Part of what Moffitt hopes to do in the follow-up interviews is “to cultivate greater diversity in the voices.” In particular, she says, the fact that more than two-thirds of the web survey respondents were white means that she has some work to do to encompass the city’s full ethnic weave.
“The city is not 68 percent white,” she says. “I want to get a greater sense of racial and ethnic diversity in response to the show. I really want to hear the voice of Baltimore.”
MAKING SENSE OF MOTHERS
While her own ambivalence about Baltimore sparked her initial scholarly interest in The Wire, Moffitt’s latest work is now plunging headlong into the politics of gender and race depicted in the series.
“I have issues with the show,” Moffitt says. “I think it’s fabulously written, but I do have issues with it… especially how it can perpetuate the ways in which we look at certain people.”
In particular, Moffitt says that she is drawn to the topic of how black mothers are depicted on the show. “Personally, I was very taken aback by these moms,” she says.
Indeed, as the professor and this reporter tally up the mothers represented on The Wire during an interview, it’s agreed that only two women could be considered “good” mothers – one is a white police officer and the other is an older black adoptive mother. The preponderance of black mothers on the show are abusive, neglectful and – in some cases – willing to sell out their children for the good of a larger drug syndicate or their own personal comfort.

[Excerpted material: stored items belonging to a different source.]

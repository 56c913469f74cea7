//! Command-line options and seed data for the terminal host

use crate::nav::HexCode;
use crate::services::{Friend, MemoryStore, Message, PendingRequest};
use clap::Parser;
use serde::Deserialize;
use std::fs;
use std::path::{Path, PathBuf};
use std::time::Duration;
use thiserror::Error;

#[derive(Debug, Error)]
pub enum ConfigError {
    #[error("cannot read {path}: {source}")]
    Read {
        path: PathBuf,
        #[source]
        source: std::io::Error,
    },

    #[error("invalid seed file {path}: {source}")]
    Parse {
        path: PathBuf,
        #[source]
        source: toml::de::Error,
    },
}

/// Pager-style messaging client driven by five buttons
#[derive(Debug, Clone, Parser)]
#[command(name = "pagerlink", version, about)]
pub struct Cli {
    /// TOML file with friends, pending requests and messages to start with
    #[arg(long, value_name = "PATH")]
    pub seed: Option<PathBuf>,

    /// Your own friend code, shown on the MY CODE screen (overrides the seed file)
    #[arg(long, value_name = "CODE")]
    pub my_code: Option<HexCode>,

    /// Write logs here; logging is off without it (filter with PAGERLINK_LOG)
    #[arg(long, value_name = "PATH")]
    pub log_file: Option<PathBuf>,

    /// Give up on a clipboard read after this many milliseconds
    #[arg(long, value_name = "MS", default_value_t = 2_000)]
    pub clipboard_timeout_ms: u64,

    /// Input poll interval in milliseconds
    #[arg(long, value_name = "MS", default_value_t = 50)]
    pub tick_ms: u64,
}

impl Cli {
    pub fn clipboard_timeout(&self) -> Duration {
        Duration::from_millis(self.clipboard_timeout_ms)
    }

    pub fn tick(&self) -> Duration {
        Duration::from_millis(self.tick_ms.max(1))
    }
}

/// Contents of a `--seed` file.
///
/// ```toml
/// my_code = "C0FFEE00"
///
/// [[friends]]
/// code = "DEADBEEF"
/// status = "online"
///
/// [[requests]]
/// code = "1A2B3C4D"
/// received_at = "2024-05-01T12:00:00Z"
///
/// [[messages]]
/// sender = "DEADBEEF"
/// text = "143"
/// received_at = "2024-05-01T12:05:00Z"
/// ```
#[derive(Debug, Clone, Default, PartialEq, Eq, Deserialize)]
#[serde(deny_unknown_fields)]
pub struct SeedData {
    pub my_code: Option<HexCode>,
    #[serde(default)]
    pub friends: Vec<Friend>,
    #[serde(default)]
    pub requests: Vec<PendingRequest>,
    #[serde(default)]
    pub messages: Vec<Message>,
}

impl SeedData {
    pub fn parse(path: &Path, text: &str) -> Result<Self, ConfigError> {
        toml::from_str(text).map_err(|source| ConfigError::Parse {
            path: path.to_path_buf(),
            source,
        })
    }

    pub fn load(path: &Path) -> Result<Self, ConfigError> {
        let text = fs::read_to_string(path).map_err(|source| ConfigError::Read {
            path: path.to_path_buf(),
            source,
        })?;
        Self::parse(path, &text)
    }

    /// Replace the seed's own code when one was given on the command line
    pub fn with_my_code(mut self, my_code: Option<HexCode>) -> Self {
        if my_code.is_some() {
            self.my_code = my_code;
        }
        self
    }

    pub fn into_store(self) -> MemoryStore {
        MemoryStore::seeded(self.my_code, self.friends, self.requests, self.messages)
    }
}

#[cfg(test)]
mod tests {
    use super::*;
    use crate::services::{FriendService, FriendServiceError, ListDataSource, OnlineStatus};

    #[test]
    fn test_seed_parses_all_sections() {
        let text = r#"
            my_code = "c0ffee00"

            [[friends]]
            code = "DEADBEEF"
            status = "online"

            [[friends]]
            code = "0000 0001"

            [[requests]]
            code = "1A2B3C4D"
            received_at = "2024-05-01T12:00:00Z"

            [[messages]]
            sender = "DEADBEEF"
            text = "143"
            received_at = "2024-05-01T12:05:00Z"
        "#;

        let seed = SeedData::parse(Path::new("seed.toml"), text).unwrap();
        assert_eq!(seed.my_code, Some(HexCode::parse("C0FFEE00").unwrap()));
        assert_eq!(seed.friends[0].status, OnlineStatus::Online);
        assert_eq!(seed.friends[1].status, OnlineStatus::Offline);

        let store = seed.into_store();
        let counts = store.counts();
        assert_eq!((counts.friends, counts.pending, counts.messages), (2, 1, 1));
    }

    #[test]
    fn test_seed_rejects_bad_code() {
        let err = SeedData::parse(Path::new("seed.toml"), "my_code = \"nope\"").unwrap_err();
        assert!(matches!(err, ConfigError::Parse { .. }));
    }

    #[test]
    fn test_cli_defaults() {
        let cli = Cli::parse_from(["pagerlink"]);
        assert_eq!(cli.clipboard_timeout(), Duration::from_secs(2));
        assert_eq!(cli.tick(), Duration::from_millis(50));
        assert!(cli.seed.is_none());
    }

    #[tokio::test]
    async fn test_cli_code_reaches_the_store() {
        let own = HexCode::parse("C0FFEE00").unwrap();
        let cli = Cli::parse_from(["pagerlink", "--my-code", "c0ffee00"]);
        assert_eq!(cli.my_code, Some(own));

        let store = SeedData::default().with_my_code(cli.my_code).into_store();
        assert_eq!(store.my_code(), Some(own));
        assert_eq!(
            store.send_request(own).await,
            Err(FriendServiceError::SelfRequest)
        );
    }

    #[test]
    fn test_seed_code_kept_without_override() {
        let seeded = HexCode::parse("12345678").unwrap();
        let seed = SeedData {
            my_code: Some(seeded),
            ..SeedData::default()
        };
        assert_eq!(seed.with_my_code(None).into_store().my_code(), Some(seeded));
    }
}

“There’s a particular story being told,” Moffitt says. [University of Maryland at College Park professor of sociology] Patricia Hill Collins talks about there being these particular images that are constantly recycled about black women – and one of them is the bad black mother. That easily, without much effort, fits into what [series creators] David Simon and Ed Burns are doing on The Wire.”
Moffitt says that her interest in this aspect of The Wire springs from similar work she did as a scholar with Stevenson University professor Heather Harris on the films of Spike Lee. “One of the things that sticks out time and again [in Lee’s films] is how he reports on motherhood – and it’s not very flattering.”
When Moffitt’s survey asked respondents what they thought was missing from the show, a number of them – a majority of whom were white and middle-class and male – commented that they felt that their voice was missing from the series and that they did not see their Baltimore reflected in the show.
As a researcher who sought to help find her place in a strange city through a close study of The Wire, Moffitt says that she too is searching for her voice in the show as she looks for its missing good black mothers.
“As a black woman who is a wife and mother,” Moffitt asks, “where am I in this process? I live in Baltimore yet I do not see the women who look like me. Where is the face of the concerned black woman who is simply trying to succeed at keeping her family together and in good health, physically, emotionally, and spiritually?”